Dès janvier 1919, une grande coalition se met en place en Allemagne, telle qu’on les connaît aujourd’hui. En Bavière, la république des conseils de Munich est mise au pas en dernier, en mai 1919. Jusqu’en octobre 1923, les insurrections continuent à travers l’Allemagne, mais la révolution est matée. Hitler a le champ libre.

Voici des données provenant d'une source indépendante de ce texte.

//! Quest Template Structures
//!
//! Templates arrive from the content pipeline already parsed. The raw form
//! mirrors what a content pack declares; the resolved form carries the owner.

use serde::{Deserialize, Serialize};

use crate::error::{QuestError, QuestResult};

/// Separator between owner and quest name in a fully-qualified name
pub const NAME_SEPARATOR: char = '.';

/// Raw quest data as it appears in a content pack
#[derive(Debug, Clone, Deserialize)]
pub struct RawQuestTemplate {
    pub name: String,
    #[serde(rename = "type", default = "default_type")]
    pub base_type: String,
    /// Required when `type = "custom"`
    #[serde(default)]
    pub custom_type: Option<String>,
    #[serde(default)]
    pub trigger: Option<String>,
    #[serde(default)]
    pub cancelable: bool,
}

fn default_type() -> String {
    "basic".to_string()
}

/// Host-native quest kinds, plus `Custom` for provider-defined ones
#[derive(Debug, Clone, Copy, PartialEq, Eq, Hash, Serialize, Deserialize)]
pub enum QuestType {
    Basic,
    Crafting,
    ItemDelivery,
    ItemHarvest,
    Location,
    LostItem,
    SecretLostItem,
    Fishing,
    Building,
    Monster,
    Social,
    Custom,
}

impl QuestType {
    pub fn as_str(&self) -> &'static str {
        match self {
            QuestType::Basic => "Basic",
            QuestType::Crafting => "Crafting",
            QuestType::ItemDelivery => "ItemDelivery",
            QuestType::ItemHarvest => "ItemHarvest",
            QuestType::Location => "Location",
            QuestType::LostItem => "LostItem",
            QuestType::SecretLostItem => "SecretLostItem",
            QuestType::Fishing => "Fishing",
            QuestType::Building => "Building",
            QuestType::Monster => "Monster",
            QuestType::Social => "Social",
            QuestType::Custom => "Custom",
        }
    }

    pub fn from_str(s: &str) -> Option<Self> {
        match s.to_lowercase().as_str() {
            "basic" => Some(QuestType::Basic),
            "crafting" => Some(QuestType::Crafting),
            "itemdelivery" | "item_delivery" | "delivery" => Some(QuestType::ItemDelivery),
            "itemharvest" | "item_harvest" | "harvest" => Some(QuestType::ItemHarvest),
            "location" => Some(QuestType::Location),
            "lostitem" | "lost_item" => Some(QuestType::LostItem),
            "secretlostitem" | "secret_lost_item" => Some(QuestType::SecretLostItem),
            "fishing" => Some(QuestType::Fishing),
            "building" => Some(QuestType::Building),
            "monster" | "slay_monster" => Some(QuestType::Monster),
            "social" => Some(QuestType::Social),
            "custom" => Some(QuestType::Custom),
            _ => None,
        }
    }
}

/// A registered quest template, identified by `owner_id.name`
#[derive(Debug, Clone, PartialEq, Eq, Serialize)]
pub struct QuestTemplate {
    pub base_type: QuestType,
    /// Present iff `base_type` is `Custom`
    pub custom_type_id: Option<String>,
    pub name: String,
    /// Content provider that registered this template
    pub owner_id: String,
    /// Activation condition, opaque to the core
    pub trigger: Option<String>,
    pub cancelable: bool,
}

impl QuestTemplate {
    pub fn new(owner_id: &str, name: &str, base_type: QuestType) -> Self {
        Self {
            base_type,
            custom_type_id: None,
            name: name.to_string(),
            owner_id: owner_id.to_string(),
            trigger: None,
            cancelable: false,
        }
    }

    /// Shorthand for a `Custom` template
    pub fn custom(owner_id: &str, name: &str, custom_type_id: &str) -> Self {
        Self {
            custom_type_id: Some(custom_type_id.to_string()),
            ..Self::new(owner_id, name, QuestType::Custom)
        }
    }

    pub fn cancelable(mut self, cancelable: bool) -> Self {
        self.cancelable = cancelable;
        self
    }

    /// Create a template from raw content-pack data
    pub fn from_raw(owner_id: &str, raw: &RawQuestTemplate) -> QuestResult<Self> {
        let base_type = QuestType::from_str(&raw.base_type).ok_or_else(|| {
            QuestError::validation(format!(
                "Invalid quest type '{}' for quest '{}'",
                raw.base_type, raw.name
            ))
        })?;

        let template = Self {
            base_type,
            custom_type_id: raw.custom_type.clone(),
            name: raw.name.clone(),
            owner_id: owner_id.to_string(),
            trigger: raw.trigger.clone(),
            cancelable: raw.cancelable,
        };
        template.validate()?;
        Ok(template)
    }

    /// `owner_id.name`
    pub fn full_name(&self) -> String {
        format!("{}{}{}", self.owner_id, NAME_SEPARATOR, self.name)
    }

    pub fn is_custom(&self) -> bool {
        self.base_type == QuestType::Custom
    }

    pub fn validate(&self) -> QuestResult<()> {
        if self.name.is_empty() {
            return Err(QuestError::validation("quest name is empty"));
        }
        if self.owner_id.is_empty() {
            return Err(QuestError::validation(format!(
                "quest '{}' has no owner",
                self.name
            )));
        }
        if self.name.contains(NAME_SEPARATOR) {
            return Err(QuestError::validation(format!(
                "quest name '{}' must not contain '{}'",
                self.name, NAME_SEPARATOR
            )));
        }
        let custom_missing = self
            .custom_type_id
            .as_deref()
            .map_or(true, str::is_empty);
        if self.is_custom() && custom_missing {
            return Err(QuestError::validation(format!(
                "custom quest '{}' has no custom type id",
                self.full_name()
            )));
        }
        if !self.is_custom() && self.custom_type_id.is_some() {
            return Err(QuestError::validation(format!(
                "{} quest '{}' must not carry a custom type id",
                self.base_type.as_str(),
                self.full_name()
            )));
        }
        Ok(())
    }
}

/// Split a possibly-qualified quest name into `(owner, name)`
pub fn split_full_name(name: &str) -> Option<(&str, &str)> {
    name.rsplit_once(NAME_SEPARATOR)
        .filter(|(owner, bare)| !owner.is_empty() && !bare.is_empty())
}
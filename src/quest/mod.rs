//! Quest Module
//!
//! Template store, managed-quest registry and the host quest log types the
//! registry reconciles against.

pub mod definition;
pub mod events;
pub mod registry;
pub mod state;
pub mod store;

pub use definition::{QuestTemplate, QuestType, RawQuestTemplate};
pub use events::{HostQuestLog, LiveQuest, ReconcileOutcome};
pub use registry::{BindOutcome, QuestRegistry};
pub use state::{ActiveQuest, ManagedQuest, RuntimeId, INACTIVE_ID};
pub use store::QuestDefinitionStore;
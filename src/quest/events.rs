//! Host Quest Log Types
//!
//! What the host reports about a player's quest log on each refresh, and what
//! reconciliation did with it.

use serde::{Deserialize, Serialize};

use super::state::RuntimeId;

/// One quest currently in a player's log
#[derive(Debug, Clone, PartialEq, Eq, Serialize, Deserialize)]
pub struct LiveQuest {
    pub runtime_id: RuntimeId,
    /// Full or bare quest name the host associates with this entry, if any.
    /// Native quests usually have none.
    #[serde(default)]
    pub quest_name: Option<String>,
}

impl LiveQuest {
    pub fn new(runtime_id: RuntimeId, quest_name: &str) -> Self {
        Self {
            runtime_id,
            quest_name: Some(quest_name.to_string()),
        }
    }

    /// A host quest with no associated name
    pub fn native(runtime_id: RuntimeId) -> Self {
        Self {
            runtime_id,
            quest_name: None,
        }
    }
}

/// Snapshot of a player's quest log
#[derive(Debug, Clone, Default, PartialEq, Eq, Serialize, Deserialize)]
pub struct HostQuestLog {
    /// Quests currently in the log
    #[serde(default)]
    pub live: Vec<LiveQuest>,
    /// Runtime IDs the host has signalled as completed since the last refresh
    #[serde(default)]
    pub completed: Vec<RuntimeId>,
}

impl HostQuestLog {
    pub fn new(live: Vec<LiveQuest>) -> Self {
        Self {
            live,
            completed: Vec::new(),
        }
    }

    pub fn with_completed(mut self, completed: Vec<RuntimeId>) -> Self {
        self.completed = completed;
        self
    }
}

/// What a reconciliation changed for one player
#[derive(Debug, Clone, Default, PartialEq, Eq, Serialize)]
pub struct ReconcileOutcome {
    pub player_id: String,
    /// Newly tracked quests (full names)
    pub accepted: Vec<String>,
    pub completed: Vec<String>,
    pub removed: Vec<String>,
    /// Quests whose runtime ID was reassigned by the host
    pub reassigned: Vec<String>,
    /// Bindings dropped because their template was unregistered
    pub orphaned: usize,
}

impl ReconcileOutcome {
    pub fn new(player_id: &str) -> Self {
        Self {
            player_id: player_id.to_string(),
            ..Default::default()
        }
    }

    /// True when nothing changed
    pub fn is_empty(&self) -> bool {
        self.accepted.is_empty()
            && self.completed.is_empty()
            && self.removed.is_empty()
            && self.reassigned.is_empty()
            && self.orphaned == 0
    }
}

Faire vivre l’histoire de nos luttes
Le fait que la révolution spartakiste soit si peu mentionnée dans nos livres d’Histoire montre la volonté bourgeoise de passer sous silence une page de l’Histoire qui aurait pu diamétralement changer le cours des choses. La bourgeoisie européenne toute entière a soutenu la répression des sociaux-démocrates allemands contre les révolutionnaires, terrorisée à l’idée que le “poison rouge” ne continue à se répandre dans les démocraties européennes.
En outre, il est bon de rappeler que ce n’est pas un gouvernement d’extrême droite ou de droite qui a réprimé dans le sang les révolutionnaires. Mais c’est bien un gouvernement de gauche qui, après avoir voté les crédits de guerre envoyant des millions d’Allemands à la boucherie, a choisi d’envoyer les corps francs assassiner leurs “frères”. Pire, en se reposant totalement sur des corps francs d’extrême droite pour maintenir l’ordre, les socialistes allemands ont créé les germes du nazisme à venir. Ces freikorps nationalistes et armés seront ensuite recrutés par un certain Adolf Hitler. Un rappel de ne jamais faire confiance à un socialiste ?
Il est important de s’intéresser à ces moments de lutte pour repolitiser l’Histoire. L’Histoire n’est pas figée ou muséifiée. L’Histoire n’est pas neutre, le récit qu’on en fait fait partie intégrante de la bataille culturelle, capitale en ces temps où l’extrême droite réalise des percées fulgurantes à travers toute l’Europe. Remettre l’Histoire des luttes au centre, c’est affirmer que c’est de cette Histoire dont nous nous réclamons, pas de l’Histoire de l’impérialisme allemand ou français. C’est prendre ( ou reprendre) goût à la lutte en s’inspirant d’épisodes révolutionnaires dont on a beaucoup à apprendre, des victoires comme des échecs.